Work instruction:
Your answer should consist of the lines in the data below that contain "enum".

Dataset extract:
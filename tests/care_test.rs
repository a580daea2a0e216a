use chrono::{Duration, NaiveTime, Utc};
use mental_health_platform::appointments::{
    AppointmentAction, AppointmentQuery, AppointmentService, BookAppointment, ReviewInput, SessionNoteInput,
};
use mental_health_platform::error::AppError;
use mental_health_platform::therapists::{TherapistDirectory, TherapistSearch};

mod common;
use common::*;

fn booking(therapist_id: &str, days_ahead: i64, hour: u32, minutes: i64) -> BookAppointment {
    BookAppointment {
        therapist_id: therapist_id.to_string(),
        session_type: "video".to_string(),
        scheduled_date: Utc::now().date_naive() + Duration::days(days_ahead),
        scheduled_time: NaiveTime::from_hms_opt(hour, 0, 0).unwrap(),
        duration_minutes: Some(minutes),
        notes_for_therapist: String::new(),
    }
}

fn review(rating: i64) -> ReviewInput {
    ReviewInput {
        rating,
        professionalism: 5,
        effectiveness: 4,
        empathy: 5,
        would_recommend: true,
        review_text: "Very supportive".to_string(),
        is_anonymous: false,
    }
}

#[tokio::test]
async fn test_unverified_profiles_stay_out_of_directory() {
    let db = setup_test_db().await;
    let admin = create_admin(db.pool(), "root").await;
    let directory = TherapistDirectory::new(db.pool().clone());

    let pending = create_user(db.pool(), "drpending", "therapist").await;
    directory
        .create_profile(&pending.id, profile_input("LIC-PENDING"))
        .await
        .unwrap();
    let (_, verified) = create_verified_therapist(db.pool(), "drkamau", &admin).await;

    let listings = directory.search(TherapistSearch::default()).await.unwrap();
    assert_eq!(listings.len(), 1);
    assert_eq!(listings[0].profile.id, verified.id);

    let duplicate = directory
        .create_profile(&pending.id, profile_input("LIC-OTHER"))
        .await;
    assert!(matches!(duplicate, Err(AppError::Conflict(_))));
}

#[tokio::test]
async fn test_overlapping_booking_conflicts() {
    let db = setup_test_db().await;
    let admin = create_admin(db.pool(), "root").await;
    let client = create_user(db.pool(), "amina", "student").await;
    let other = create_user(db.pool(), "brian", "student").await;
    let (_, profile) = create_verified_therapist(db.pool(), "drkamau", &admin).await;
    let appointments = AppointmentService::new(db.pool().clone());

    let first = appointments
        .book(&client.id, booking(&profile.id, 2, 10, 60))
        .await
        .unwrap();
    assert_eq!(first.status, "scheduled");
    assert_eq!(first.fee, 40.0);

    let clash = appointments.book(&other.id, booking(&profile.id, 2, 10, 30)).await;
    assert!(matches!(clash, Err(AppError::Conflict(_))));

    // back to back is fine
    appointments
        .book(&other.id, booking(&profile.id, 2, 11, 60))
        .await
        .unwrap();
}

#[tokio::test]
async fn test_booking_rules() {
    let db = setup_test_db().await;
    let admin = create_admin(db.pool(), "root").await;
    let client = create_user(db.pool(), "amina", "student").await;
    let (therapist, profile) = create_verified_therapist(db.pool(), "drkamau", &admin).await;
    let appointments = AppointmentService::new(db.pool().clone());

    let past = appointments.book(&client.id, booking(&profile.id, -1, 10, 60)).await;
    assert!(matches!(past, Err(AppError::Validation(_))));

    let too_long = appointments.book(&client.id, booking(&profile.id, 1, 10, 240)).await;
    assert!(matches!(too_long, Err(AppError::Validation(_))));

    let past_midnight = appointments.book(&client.id, booking(&profile.id, 1, 23, 90)).await;
    assert!(matches!(past_midnight, Err(AppError::Validation(_))));

    let own = appointments.book(&therapist.id, booking(&profile.id, 1, 10, 60)).await;
    assert!(own.is_err());
}

#[tokio::test]
async fn test_appointment_lifecycle() {
    let db = setup_test_db().await;
    let admin = create_admin(db.pool(), "root").await;
    let client = create_user(db.pool(), "amina", "student").await;
    let outsider = create_user(db.pool(), "brian", "student").await;
    let (therapist, profile) = create_verified_therapist(db.pool(), "drkamau", &admin).await;
    let appointments = AppointmentService::new(db.pool().clone());

    let booked = appointments
        .book(&client.id, booking(&profile.id, 3, 9, 50))
        .await
        .unwrap();

    let by_client = appointments
        .transition(&client.id, false, &booked.id, AppointmentAction::Confirm)
        .await;
    assert!(matches!(by_client, Err(AppError::Forbidden(_))));

    let by_outsider = appointments.get_for(&outsider.id, false, &booked.id).await;
    assert!(matches!(by_outsider, Err(AppError::NotFound(_))));

    let early_review = appointments.review(&client.id, &booked.id, review(5)).await;
    assert!(matches!(early_review, Err(AppError::Validation(_))));

    let confirmed = appointments
        .transition(&therapist.id, false, &booked.id, AppointmentAction::Confirm)
        .await
        .unwrap();
    assert_eq!(confirmed.status, "confirmed");

    let completed = appointments
        .transition(&therapist.id, false, &booked.id, AppointmentAction::Complete)
        .await
        .unwrap();
    assert_eq!(completed.status, "completed");
    assert_eq!(completed.attended, Some(true));

    let cancel_after = appointments
        .transition(&client.id, false, &booked.id, AppointmentAction::Cancel)
        .await;
    assert!(matches!(cancel_after, Err(AppError::Validation(_))));

    let note = SessionNoteInput {
        presenting_issue: "Exam anxiety".to_string(),
        observations: "Engaged".to_string(),
        risk_assessment: "Low".to_string(),
        progress_notes: "Practised breathing".to_string(),
        follow_up_needed: false,
        follow_up_date: None,
    };
    assert!(matches!(
        appointments.add_note(&client.id, &booked.id, note.clone()).await,
        Err(AppError::Forbidden(_))
    ));
    appointments.add_note(&therapist.id, &booked.id, note.clone()).await.unwrap();
    assert!(matches!(
        appointments.add_note(&therapist.id, &booked.id, note).await,
        Err(AppError::Conflict(_))
    ));

    appointments.review(&client.id, &booked.id, review(4)).await.unwrap();
    assert!(matches!(
        appointments.review(&client.id, &booked.id, review(5)).await,
        Err(AppError::Conflict(_))
    ));

    let refreshed = TherapistDirectory::new(db.pool().clone())
        .get_profile(&profile.id)
        .await
        .unwrap();
    assert_eq!(refreshed.total_sessions, 1);
    assert_eq!(refreshed.average_rating, 4.0);

    let as_therapist = appointments
        .list(
            &therapist.id,
            &AppointmentQuery {
                upcoming: false,
                as_therapist: true,
            },
        )
        .await
        .unwrap();
    assert_eq!(as_therapist.len(), 1);
}

#[tokio::test]
async fn test_availability_slots_restrict_bookings() {
    use chrono::Datelike;
    use mental_health_platform::therapists::AvailabilityInput;

    let db = setup_test_db().await;
    let admin = create_admin(db.pool(), "root").await;
    let client = create_user(db.pool(), "amina", "student").await;
    let (therapist, profile) = create_verified_therapist(db.pool(), "drkamau", &admin).await;
    let directory = TherapistDirectory::new(db.pool().clone());
    let appointments = AppointmentService::new(db.pool().clone());

    let day = Utc::now().date_naive() + Duration::days(4);
    directory
        .add_availability(
            &therapist.id,
            AvailabilityInput {
                day_of_week: day.weekday().num_days_from_monday() as i64,
                start_time: NaiveTime::from_hms_opt(9, 0, 0).unwrap(),
                end_time: NaiveTime::from_hms_opt(12, 0, 0).unwrap(),
            },
        )
        .await
        .unwrap();

    let outside = appointments.book(&client.id, booking(&profile.id, 4, 14, 60)).await;
    assert!(matches!(outside, Err(AppError::Validation(_))));

    appointments
        .book(&client.id, booking(&profile.id, 4, 10, 60))
        .await
        .unwrap();
}
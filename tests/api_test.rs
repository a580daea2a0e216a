//! HTTP tests driving the router directly with `oneshot`.

use axum::body::{to_bytes, Body};
use axum::http::{header, Method, Request, StatusCode};
use axum::Router;
use serde_json::{json, Value};
use tower::ServiceExt;

use mental_health_platform::api;
use mental_health_platform::config::AppConfig;
use mental_health_platform::state::AppState;

mod common;
use common::*;

async fn app() -> Router {
    let db = setup_test_db().await;
    api::router(AppState::new(AppConfig::default(), db))
}

async fn send(app: &Router, method: Method, uri: &str, token: Option<&str>, body: Option<Value>) -> (StatusCode, Value) {
    let mut request = Request::builder().method(method).uri(uri);
    if let Some(token) = token {
        request = request.header(header::AUTHORIZATION, format!("Bearer {}", token));
    }
    let request = match body {
        Some(body) => request
            .header(header::CONTENT_TYPE, "application/json")
            .body(Body::from(body.to_string()))
            .unwrap(),
        None => request.body(Body::empty()).unwrap(),
    };

    let response = app.clone().oneshot(request).await.unwrap();
    let status = response.status();
    let bytes = to_bytes(response.into_body(), usize::MAX).await.unwrap();
    let value = if bytes.is_empty() {
        Value::Null
    } else {
        serde_json::from_slice(&bytes).unwrap()
    };
    (status, value)
}

async fn sign_up(app: &Router, username: &str) -> String {
    let (status, _) = send(
        app,
        Method::POST,
        "/register",
        None,
        Some(json!({
            "username": username,
            "email": format!("{}@example.com", username),
            "password": "correct-horse",
            "confirm_password": "correct-horse",
            "user_type": "student",
            "country": "Kenya",
        })),
    )
    .await;
    assert_eq!(status, StatusCode::CREATED);

    let (status, body) = send(
        app,
        Method::POST,
        "/login",
        None,
        Some(json!({ "username": username, "password": "correct-horse" })),
    )
    .await;
    assert_eq!(status, StatusCode::OK);
    body["token"].as_str().unwrap().to_string()
}

#[tokio::test]
async fn test_health_reports_database() {
    let app = app().await;
    let (status, body) = send(&app, Method::GET, "/health", None, None).await;
    assert_eq!(status, StatusCode::OK);
    assert_eq!(body["status"], "healthy");
    assert_eq!(body["database"], true);
}

#[tokio::test]
async fn test_unknown_route_is_json_404() {
    let app = app().await;
    let (status, body) = send(&app, Method::GET, "/no/such/page", None, None).await;
    assert_eq!(status, StatusCode::NOT_FOUND);
    assert_eq!(body["error"], "Not found");
}

#[tokio::test]
async fn test_protected_routes_require_token() {
    let app = app().await;
    let (status, _) = send(&app, Method::GET, "/dashboard", None, None).await;
    assert_eq!(status, StatusCode::UNAUTHORIZED);

    let (status, _) = send(&app, Method::GET, "/mood", Some("not-a-real-token"), None).await;
    assert_eq!(status, StatusCode::UNAUTHORIZED);
}

#[tokio::test]
async fn test_public_pages() {
    let app = app().await;
    let (status, body) = send(&app, Method::GET, "/services", None, None).await;
    assert_eq!(status, StatusCode::OK);
    assert_eq!(body["services"].as_array().unwrap().len(), 6);

    let (status, body) = send(&app, Method::GET, "/crisis-support", None, None).await;
    assert_eq!(status, StatusCode::OK);
    assert_eq!(body["country"], "USA");
    assert_eq!(body["resources"][0]["phone_number"], "988");

    let (status, body) = send(
        &app,
        Method::POST,
        "/quick-checkin",
        None,
        Some(json!({
            "fname": "Sam",
            "email": "sam@example.com",
            "concern": "crisis",
        })),
    )
    .await;
    assert_eq!(status, StatusCode::OK);
    assert_eq!(body["next"], "/crisis-support");
}

#[tokio::test]
async fn test_mood_flow_over_http() {
    let app = app().await;
    let token = sign_up(&app, "amina").await;

    let (status, body) = send(
        &app,
        Method::POST,
        "/mood",
        Some(&token),
        Some(json!({ "mood_score": 11, "energy_level": 5 })),
    )
    .await;
    assert_eq!(status, StatusCode::BAD_REQUEST);
    assert!(body["error"].as_str().unwrap().contains("Mood score"));

    let (status, body) = send(
        &app,
        Method::POST,
        "/mood",
        Some(&token),
        Some(json!({ "mood_score": 8, "energy_level": 6, "emotions": ["hopeful"] })),
    )
    .await;
    assert_eq!(status, StatusCode::CREATED);
    assert_eq!(body["entry"]["mood_level"], "good");

    let (status, body) = send(&app, Method::GET, "/dashboard", Some(&token), None).await;
    assert_eq!(status, StatusCode::OK);
    assert_eq!(body["average_mood"], 8.0);
    assert_eq!(body["streak"]["current_mood_streak"], 1);
}

#[tokio::test]
async fn test_crisis_support_uses_member_country() {
    let app = app().await;
    let token = sign_up(&app, "amina").await;

    let (status, body) = send(&app, Method::GET, "/crisis-support", Some(&token), None).await;
    assert_eq!(status, StatusCode::OK);
    assert_eq!(body["country"], "Kenya");
    assert_eq!(body["resources"].as_array().unwrap().len(), 2);
}

#[tokio::test]
async fn test_staff_routes_are_forbidden_to_members() {
    let app = app().await;
    let token = sign_up(&app, "amina").await;

    let (status, _) = send(&app, Method::GET, "/admin/dashboard", Some(&token), None).await;
    assert_eq!(status, StatusCode::FORBIDDEN);

    let (status, _) = send(&app, Method::GET, "/admin/audit-logs", Some(&token), None).await;
    assert_eq!(status, StatusCode::FORBIDDEN);
}

#[tokio::test]
async fn test_chat_over_http() {
    let app = app().await;
    let token = sign_up(&app, "amina").await;

    let (status, session) = send(&app, Method::POST, "/chat/new", Some(&token), None).await;
    assert_eq!(status, StatusCode::CREATED);
    let session_id = session["id"].as_str().unwrap();

    let (status, exchange) = send(
        &app,
        Method::POST,
        &format!("/chat/{}/send", session_id),
        Some(&token),
        Some(json!({ "message": "I have been thinking about suicide" })),
    )
    .await;
    assert_eq!(status, StatusCode::OK);
    assert_eq!(exchange["crisis_detected"], true);
    assert_eq!(exchange["crisis_severity"], "critical");

    let (status, transcript) = send(&app, Method::GET, &format!("/chat/{}", session_id), Some(&token), None).await;
    assert_eq!(status, StatusCode::OK);
    assert_eq!(transcript["session"]["status"], "crisis_detected");
    assert_eq!(transcript["messages"].as_array().unwrap().len(), 2);
}
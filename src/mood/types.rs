use chrono::NaiveDate;
use serde::{Deserialize, Serialize};

use crate::crisis::CrisisSeverity;
use crate::database::models::{Achievement, MoodEntry};
use crate::gamification::Streak;

#[derive(Debug, Clone, Copy, PartialEq, Eq, Serialize, Deserialize)]
#[serde(rename_all = "snake_case")]
pub enum MoodLevel {
    VeryBad,
    Bad,
    Neutral,
    Good,
    VeryGood,
}

impl MoodLevel {
    pub fn as_str(&self) -> &'static str {
        match self {
            MoodLevel::VeryBad => "very_bad",
            MoodLevel::Bad => "bad",
            MoodLevel::Neutral => "neutral",
            MoodLevel::Good => "good",
            MoodLevel::VeryGood => "very_good",
        }
    }

    pub fn from_str(s: &str) -> Option<Self> {
        match s {
            "very_bad" => Some(MoodLevel::VeryBad),
            "bad" => Some(MoodLevel::Bad),
            "neutral" => Some(MoodLevel::Neutral),
            "good" => Some(MoodLevel::Good),
            "very_good" => Some(MoodLevel::VeryGood),
            _ => None,
        }
    }

    /// Level implied by a 1-10 score, used when the client sends only a score.
    pub fn from_score(score: i64) -> Self {
        match score {
            i64::MIN..=2 => MoodLevel::VeryBad,
            3..=4 => MoodLevel::Bad,
            5..=6 => MoodLevel::Neutral,
            7..=8 => MoodLevel::Good,
            _ => MoodLevel::VeryGood,
        }
    }
}

#[derive(Debug, Clone, Copy, PartialEq, Eq, Serialize, Deserialize)]
#[serde(rename_all = "snake_case")]
pub enum TrendDirection {
    Improving,
    Stable,
    Declining,
}

impl TrendDirection {
    pub fn as_str(&self) -> &'static str {
        match self {
            TrendDirection::Improving => "improving",
            TrendDirection::Stable => "stable",
            TrendDirection::Declining => "declining",
        }
    }
}

#[derive(Debug, Clone, Default, Deserialize)]
pub struct MoodEntryInput {
    pub mood_level: Option<String>,
    pub mood_score: i64,
    #[serde(default)]
    pub emotions: Vec<String>,
    pub energy_level: i64,
    pub sleep_quality: Option<i64>,
    pub sleep_hours: Option<f64>,
    #[serde(default)]
    pub activities: Vec<String>,
    #[serde(default)]
    pub triggers: String,
    #[serde(default)]
    pub notes: String,
    pub entry_date: Option<NaiveDate>,
}

#[derive(Debug, Clone, Default, Deserialize)]
pub struct MoodQuery {
    pub from: Option<NaiveDate>,
    pub to: Option<NaiveDate>,
    pub limit: Option<i64>,
}

#[derive(Debug, Clone, Serialize)]
pub struct RecordedMood {
    pub entry: MoodEntry,
    pub streak: Streak,
    pub new_achievements: Vec<Achievement>,
    pub crisis_detected: bool,
    pub crisis_severity: Option<CrisisSeverity>,
}

/// Aggregate view of a run of mood entries.
#[derive(Debug, Clone, PartialEq, Serialize)]
pub struct MoodAnalysis {
    pub entry_count: usize,
    pub average_mood_score: f64,
    pub mood_variance: f64,
    pub trend_direction: TrendDirection,
    pub dominant_emotions: Vec<String>,
    pub common_triggers: Vec<String>,
    pub positive_activities: Vec<String>,
    pub concern_level: i64,
    pub recommendations: String,
}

Worked solution:
pub enum MoodLevel {
pub enum TrendDirection {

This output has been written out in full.